Assignment 1

General feedback

Remember to use the validate to check your code and you must submit it by clicking submit

Don’t change the import numpy at the top, otherwise the checks will break and you will lose marks.

You only need to import numpy once, not in every cell.

The main mistakes were misunderstanding the round off error with the smallest dx, and a number of students thought the error in the large dx was also caused by round off.

There were some students who lost marks for not having titles, legends and axes labels.

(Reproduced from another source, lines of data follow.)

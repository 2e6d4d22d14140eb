//! CLI command definitions.

use clap::{Parser, Subcommand};
use std::path::PathBuf;
use storyreel::CompletionMode;

/// Storyreel - extend and complete story timelines with generative services
#[derive(Parser, Debug)]
#[command(name = "storyreel")]
#[command(about = "Extend and complete story timelines with generative services", long_about = None)]
#[command(version)]
pub struct Cli {
    /// Command to execute
    #[command(subcommand)]
    pub command: Commands,

    /// Enable verbose logging
    #[arg(short, long, global = true)]
    pub verbose: bool,

    /// Configuration file, replacing the home and working directory files
    #[arg(long, global = true)]
    pub config: Option<PathBuf>,
}

/// Available commands
#[derive(Subcommand, Debug)]
pub enum Commands {
    /// Continue the story with new shots
    Extend {
        /// Path to the project JSON file
        #[arg(long)]
        project: PathBuf,

        /// What the continuation should be about (defaults to the project description)
        #[arg(long)]
        prompt: Option<String>,

        /// Return the whole project (full) or only the new segments (partial)
        #[arg(long, default_value = "partial")]
        mode: CompletionMode,

        /// Prefer faster, cheaper generation
        #[arg(long)]
        turbo: bool,

        /// Write the result here instead of stdout
        #[arg(long)]
        output: Option<PathBuf>,
    },

    /// Create, prompt and render missing storyboards
    Storyboards {
        /// Path to the project JSON file
        #[arg(long)]
        project: PathBuf,

        /// Return the whole project (full) or only the new segments (partial)
        #[arg(long, default_value = "partial")]
        mode: CompletionMode,

        /// Write the result here instead of stdout
        #[arg(long)]
        output: Option<PathBuf>,
    },

    /// Print a summary of a project
    Inspect {
        /// Path to the project JSON file
        #[arg(long)]
        project: PathBuf,
    },
}

#[cfg(test)]
mod tests {
    use super::*;
    use clap::CommandFactory;

    #[test]
    fn cli_definition_is_consistent() {
        Cli::command().debug_assert();
    }

    #[test]
    fn extend_defaults_to_partial() {
        let cli = Cli::parse_from(["storyreel", "extend", "--project", "story.json"]);
        match cli.command {
            Commands::Extend {
                project,
                prompt,
                mode,
                turbo,
                output,
            } => {
                assert_eq!(project, PathBuf::from("story.json"));
                assert!(prompt.is_none());
                assert_eq!(mode, CompletionMode::Partial);
                assert!(!turbo);
                assert!(output.is_none());
            }
            other => panic!("unexpected command: {:?}", other),
        }
    }

    #[test]
    fn global_flags_follow_subcommands() {
        let cli = Cli::parse_from([
            "storyreel",
            "storyboards",
            "--project",
            "story.json",
            "--mode",
            "full",
            "--output",
            "out.json",
            "-v",
        ]);
        assert!(cli.verbose);
        match cli.command {
            Commands::Storyboards { mode, output, .. } => {
                assert_eq!(mode, CompletionMode::Full);
                assert_eq!(output, Some(PathBuf::from("out.json")));
            }
            other => panic!("unexpected command: {:?}", other),
        }
    }

    #[test]
    fn unknown_mode_is_rejected() {
        let result = Cli::try_parse_from([
            "storyreel",
            "extend",
            "--project",
            "story.json",
            "--mode",
            "merge",
        ]);
        assert!(result.is_err());
    }
}
//! Full vs partial completion results.

use storyreel_core::{CompletionMode, Project, Segment};

/// The project being completed and the project that will be returned.
///
/// In [`CompletionMode::Full`] both are the same project: new segments are
/// appended to it and updates happen in place. In
/// [`CompletionMode::Partial`] the returned project starts empty (same
/// metadata) and only receives what was added or updated, while repairs
/// still land in the existing project.
///
/// # Examples
///
/// ```
/// use storyreel_core::{CompletionMode, Project, ProjectMeta, Segment};
/// use storyreel_story::CompletionSession;
///
/// let mut existing = Project::new(ProjectMeta::default());
/// existing.push(Segment::default());
///
/// let mut session = CompletionSession::new(existing, CompletionMode::Partial);
/// session.push(Segment::default());
///
/// assert_eq!(session.existing().segments.len(), 1);
/// assert_eq!(session.output().segments.len(), 1);
/// assert_eq!(session.into_output().segments.len(), 1);
/// ```
#[derive(Debug, Clone)]
pub struct CompletionSession {
    mode: CompletionMode,
    existing: Project,
    partial: Option<Project>,
}

impl CompletionSession {
    /// Start a completion of `existing`.
    pub fn new(existing: Project, mode: CompletionMode) -> Self {
        let partial = match mode {
            CompletionMode::Full => None,
            CompletionMode::Partial => Some(Project::new(existing.meta.clone())),
        };
        Self {
            mode,
            existing,
            partial,
        }
    }

    /// How results are returned.
    pub fn mode(&self) -> CompletionMode {
        self.mode
    }

    /// The project as it was given, plus any repairs.
    pub fn existing(&self) -> &Project {
        &self.existing
    }

    /// Mutable access to the existing project.
    pub fn existing_mut(&mut self) -> &mut Project {
        &mut self.existing
    }

    /// The project that will be returned.
    pub fn output(&self) -> &Project {
        self.partial.as_ref().unwrap_or(&self.existing)
    }

    /// Add a segment to the returned project.
    pub fn push(&mut self, segment: Segment) {
        match &mut self.partial {
            Some(partial) => partial.push(segment),
            None => self.existing.push(segment),
        }
    }

    /// Finish the session and return the result.
    pub fn into_output(self) -> Project {
        self.partial.unwrap_or(self.existing)
    }
}
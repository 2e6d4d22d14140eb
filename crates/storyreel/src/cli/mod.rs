//! Command-line interface module.
//!
//! This module provides the CLI structure and command handlers for the storyreel binary.

mod commands;
mod run;

pub use commands::{Cli, Commands};
pub use run::{run_extend, run_inspect, run_storyboards};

Other than that it was well done.

Model solution

Automatically marked cells:

def f(x):
    '''Function equivalent to cos(2x), should work for one argument or a numpy array'''
    return numpy.sin(2.*x)
def df_analytic(x):
    '''
    The analytic derivative
    '''
    return 2.*numpy.cos(2.*x)
def central_difference(f, x, dx):
    '''
    This function implements the central difference method for the 
    first derivative of the function f at position x using interval
    dx.
    '''
    return (f(x+dx)-f(x))/dx

Plotting task

xs = numpy.linspace(-2*numpy.pi,2*numpy.pi,100)
df_dx_1 = forward_difference(f, xs, dx=1e-4)
df_dx_2 = forward_difference(f, xs, dx=1e-8)
df_dx_3 = forward_difference(f, xs, dx=1e-12)
df_dx_analytical = df_analytic(xs)
plt.figure(figsize=(8, 4))
plt.plot(xs, df_dx_1 - df_dx_analytical,label="$\Delta x=10^{-4}$ Too large")
plt.plot(xs, df_dx_2 - df_dx_analytical,label="$\Delta x=10^{-8}$ About right")
plt.plot(xs, df_dx_3 - df_dx_analytical,label="$\Delta x=10^{-12}$ Too Small")
plt.legend(loc='lower right')
plt.title("Difference between analytic and numerical derivative of $\sin(2x)$")
plt.xlim([-2.*numpy.pi,12])
plt.ylabel("$f(x)$")
plt.xlabel("$x$")

png

Free text question

So for too large a value of $\Delta x$ then our numerical approximation to the derivative is poor and in the plot we see the first neglected term in the Taylor series. (Not expected for the marks the neglected term is $\propto f’’(x)\Delta x \propto \sin(2x) \Delta x$ which is why we see the sinuosoidal behaviour.)

For too small a value of $\Delta x$ then the difference between $f(x+\Delta x)$ and $f(x)$ becomes small and we lose numerical precision on the calculation of the numerator in the central difference giving the jagged result.